Personal information
- Date of birth: 19 May 1966 (age 59)
- Place of birth: Edinburgh, Scotland
- Position: Defender

Senior career*
- Years: Team / Apps / (Gls)
- 1985-1988: Cowdenbeath / 81 / (9)
- 1988-1990: Airdrieonians / 79 / (4)
- 1990-1992: Meadowbank Thistle / 77 / (4)
- 1992-1996: Montrose / 118 / (27)
- 1996-1997: Berwick Rangers / 22 / (1)
- Bo'ness United

= Derek Grant (footballer) =

Scottish footballer

Derek Grant (born 19 May 1966) is a Scottish professional footballer who played as a defender for Meadowbank Thistle.

==Club career==
Grant started his career at Cowdenbeath. He made 81 appearances for the Blue Brazil between 1985 and 1988.

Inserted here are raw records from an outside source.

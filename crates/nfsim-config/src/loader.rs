//! Configuration loader with layered approach.
//!
//! This module provides the [`ConfigLoader`] for loading a role
//! configuration from defaults, a file and environment variables.

use std::env;
use std::fs;
use std::marker::PhantomData;
use std::path::Path;

use crate::{ConfigError, NfConfig};

/// Configuration loader with layered approach.
///
/// Later layers override earlier ones:
/// 1. Default values (built into the code)
/// 2. Configuration file (JSON or TOML)
/// 3. Environment variables (`PREFIX__SECTION__KEY`)
///
/// # Example
///
/// ```no_run
/// use nfsim_config::{ConfigLoader, Nf2Config};
///
/// # fn main() -> Result<(), nfsim_config::ConfigError> {
/// let config = ConfigLoader::<Nf2Config>::new()
///     .with_file("config/nf.json")?
///     .with_dotenv()
///     .with_env()
///     .load()?;
/// # Ok(())
/// # }
/// ```
#[derive(Debug)]
pub struct ConfigLoader<C> {
    config: C,
    env_prefix: Option<String>,
    _role: PhantomData<fn() -> C>,
}

impl<C: NfConfig> Default for ConfigLoader<C> {
    fn default() -> Self {
        Self::new()
    }
}

impl<C: NfConfig> ConfigLoader<C> {
    /// Create a new loader starting from defaults.
    pub fn new() -> Self {
        Self {
            config: C::default(),
            env_prefix: None,
            _role: PhantomData,
        }
    }

    /// Load configuration from a file.
    ///
    /// The format is chosen by extension: `.json` or `.toml`. Unknown keys
    /// are ignored.
    pub fn with_file<P: AsRef<Path>>(mut self, path: P) -> Result<Self, ConfigError> {
        let path = path.as_ref();

        if !path.exists() {
            return Err(ConfigError::file_not_found(path));
        }

        let content = fs::read_to_string(path).map_err(|e| ConfigError::read_error(path, e))?;

        self.config = Self::parse_file(&content, path)?;
        Ok(self)
    }

    /// Load configuration from a string in the given format (`json` or `toml`).
    pub fn with_string(mut self, content: &str, format: &str) -> Result<Self, ConfigError> {
        self.config = match format.to_lowercase().as_str() {
            "toml" => toml::from_str(content)?,
            "json" => serde_json::from_str(content)?,
            _ => {
                return Err(ConfigError::validation_error(format!(
                    "unsupported configuration format: {format}"
                )))
            }
        };
        Ok(self)
    }

    /// Use the role's own environment prefix (`NF1` or `NF2`).
    pub fn with_env(self) -> Self {
        self.with_env_prefix(C::ENV_PREFIX)
    }

    /// Set environment variable prefix for overrides.
    pub fn with_env_prefix(mut self, prefix: &str) -> Self {
        self.env_prefix = Some(prefix.to_uppercase());
        self
    }

    /// Load a `.env` file into the process environment, if one exists.
    pub fn with_dotenv(self) -> Self {
        if let Ok(path) = dotenvy::dotenv() {
            tracing::debug!(path = %path.display(), "loaded .env file");
        }
        self
    }

    /// Apply environment overrides and validate.
    ///
    /// Call [`NfConfig::log_summary`] once logging is installed.
    pub fn load(mut self) -> Result<C, ConfigError> {
        if let Some(prefix) = self.env_prefix.take() {
            self.apply_overrides(&prefix, env::vars())?;
        }

        self.config.validate()?;

        Ok(self.config)
    }

    /// Finalize without environment overrides or validation.
    pub fn load_unvalidated(self) -> C {
        self.config
    }

    fn parse_file(content: &str, path: &Path) -> Result<C, ConfigError> {
        let extension = path
            .extension()
            .and_then(|e| e.to_str())
            .map(str::to_lowercase);

        match extension.as_deref() {
            Some("json") => Ok(serde_json::from_str(content)?),
            Some("toml") => Ok(toml::from_str(content)?),
            _ => Err(ConfigError::validation_error(format!(
                "unsupported configuration file format: {}",
                path.display()
            ))),
        }
    }

    fn apply_overrides<I>(&mut self, prefix: &str, vars: I) -> Result<(), ConfigError>
    where
        I: IntoIterator<Item = (String, String)>,
    {
        let marker = format!("{prefix}__");
        for (key, value) in vars {
            let Some(rest) = key.strip_prefix(&marker) else {
                continue;
            };
            let path: Vec<&str> = rest.split("__").collect();
            self.config.apply_env_var(&path, &value, &key)?;
        }
        Ok(())
    }
}

#[cfg(test)]
mod tests {
    use super::*;
    use crate::{LogFormat, Nf1Config, Nf2Config};
    use std::io::Write;

    const NF1_JSON: &str = r#"{
        "remotenfapiroot": "http://localhost:8083/nf2",
        "localapirootprefix": "http://",
        "nfNotificationResUriPath": "",
        "HTTPConfig": {
            "apiendpoint": ":8081",
            "nfendpoint": "localhost:8082"
        }
    }"#;

    fn write_temp(content: &str, suffix: &str) -> tempfile::NamedTempFile {
        let mut file = tempfile::Builder::new().suffix(suffix).tempfile().unwrap();
        file.write_all(content.as_bytes()).unwrap();
        file
    }

    #[test]
    fn test_loader_json_file() {
        let file = write_temp(NF1_JSON, ".json");
        let config = ConfigLoader::<Nf1Config>::new()
            .with_file(file.path())
            .unwrap()
            .load()
            .unwrap();

        assert_eq!(config.remote_nf_api_root, "http://localhost:8083/nf2");
        assert_eq!(config.http.apiendpoint, ":8081");
        assert_eq!(config.http.nfendpoint, "localhost:8082");
        assert_eq!(config.callback_path(), "/nf1");
        assert_eq!(config.peer.timeout_secs, 15);
    }

    #[test]
    fn test_loader_toml_file() {
        let toml = r#"
            nfendpoint = "localhost:8083"
            localapirootprefix = "http://"

            [relay]
            delayMs = 250

            [telemetry]
            logFormat = "pretty"
        "#;
        let file = write_temp(toml, ".toml");
        let config = ConfigLoader::<Nf2Config>::new()
            .with_file(file.path())
            .unwrap()
            .load()
            .unwrap();

        assert_eq!(config.relay.delay_ms, 250);
        assert_eq!(config.telemetry.log_format, LogFormat::Pretty);
    }

    #[test]
    fn test_loader_ignores_unknown_keys() {
        let json = r#"{"nfendpoint": ":8083", "localapirootprefix": "http://", "legacy": true}"#;
        let config = ConfigLoader::<Nf2Config>::new()
            .with_string(json, "json")
            .unwrap()
            .load()
            .unwrap();
        assert_eq!(config.nfendpoint, ":8083");
    }

    #[test]
    fn test_loader_file_not_found() {
        let result = ConfigLoader::<Nf1Config>::new().with_file("/nonexistent/nf.json");
        assert!(matches!(result, Err(ConfigError::FileNotFound { .. })));
    }

    #[test]
    fn test_loader_unsupported_extension() {
        let file = write_temp(NF1_JSON, ".yaml");
        let result = ConfigLoader::<Nf1Config>::new().with_file(file.path());
        assert!(matches!(result, Err(ConfigError::ValidationError(_))));
    }

    #[test]
    fn test_loader_malformed_json() {
        let file = write_temp("{\"remotenfapiroot\": ", ".json");
        let result = ConfigLoader::<Nf1Config>::new().with_file(file.path());
        assert!(matches!(result, Err(ConfigError::JsonError(_))));
    }

    #[test]
    fn test_loader_validation_runs_on_load() {
        let json = r#"{"remotenfapiroot": "ftp://localhost/nf2", "HTTPConfig": {"apiendpoint": ":1", "nfendpoint": ":2"}}"#;
        let result = ConfigLoader::<Nf1Config>::new()
            .with_string(json, "json")
            .unwrap()
            .load();
        assert!(matches!(result, Err(ConfigError::InvalidValue { .. })));
    }

    #[test]
    fn test_loader_load_unvalidated() {
        let config = ConfigLoader::<Nf1Config>::new().load_unvalidated();
        assert!(config.http.apiendpoint.is_empty());
    }

    #[test]
    fn test_apply_overrides() {
        let mut loader = ConfigLoader::<Nf1Config>::new()
            .with_string(NF1_JSON, "json")
            .unwrap();
        let vars = vec![
            ("NF1__HTTPCONFIG__NFENDPOINT".to_string(), "nf1.local:9082".to_string()),
            ("NF1__TELEMETRY__METRICS_ENABLED".to_string(), "off".to_string()),
            ("NF2__NFENDPOINT".to_string(), ":1".to_string()),
            ("PATH".to_string(), "/usr/bin".to_string()),
        ];
        loader.apply_overrides("NF1", vars).unwrap();

        let config = loader.load_unvalidated();
        assert_eq!(config.http.nfendpoint, "nf1.local:9082");
        assert!(!config.telemetry.metrics_enabled);
        assert_eq!(config.callback_location(), "http://nf1.local:9082/nf1");
    }

    #[test]
    fn test_apply_overrides_invalid() {
        let mut loader = ConfigLoader::<Nf2Config>::new();
        let vars = vec![("NF2__RELAY__DELAY_MS".to_string(), "later".to_string())];
        let result = loader.apply_overrides("NF2", vars);
        assert!(matches!(result, Err(ConfigError::EnvParseError { .. })));
    }
}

His good form earned him a £35,000 move to Airdrieonians in 1988. He spent 3 years with the Diamonds and turned out 79 times in the league for the North Lanarkshire club.

The defender signed for Meadowbank Thistle in 1990 where he made 77 league appearances over the next two years.

He was on the move again in 1992, this time signing for Montrose. He made 118 appearances for the Gable Endies, including a stunning winner in a 1-0 Scottish Challenge Cup quarter final tie against Stirling Albion.

Grant signed for Berwick Rangers in 1996. It would prove to be his final stint in the Scottish Football League. After one season at the Borderers, he left the club and moved into the Lowland Football League with Bo'ness United.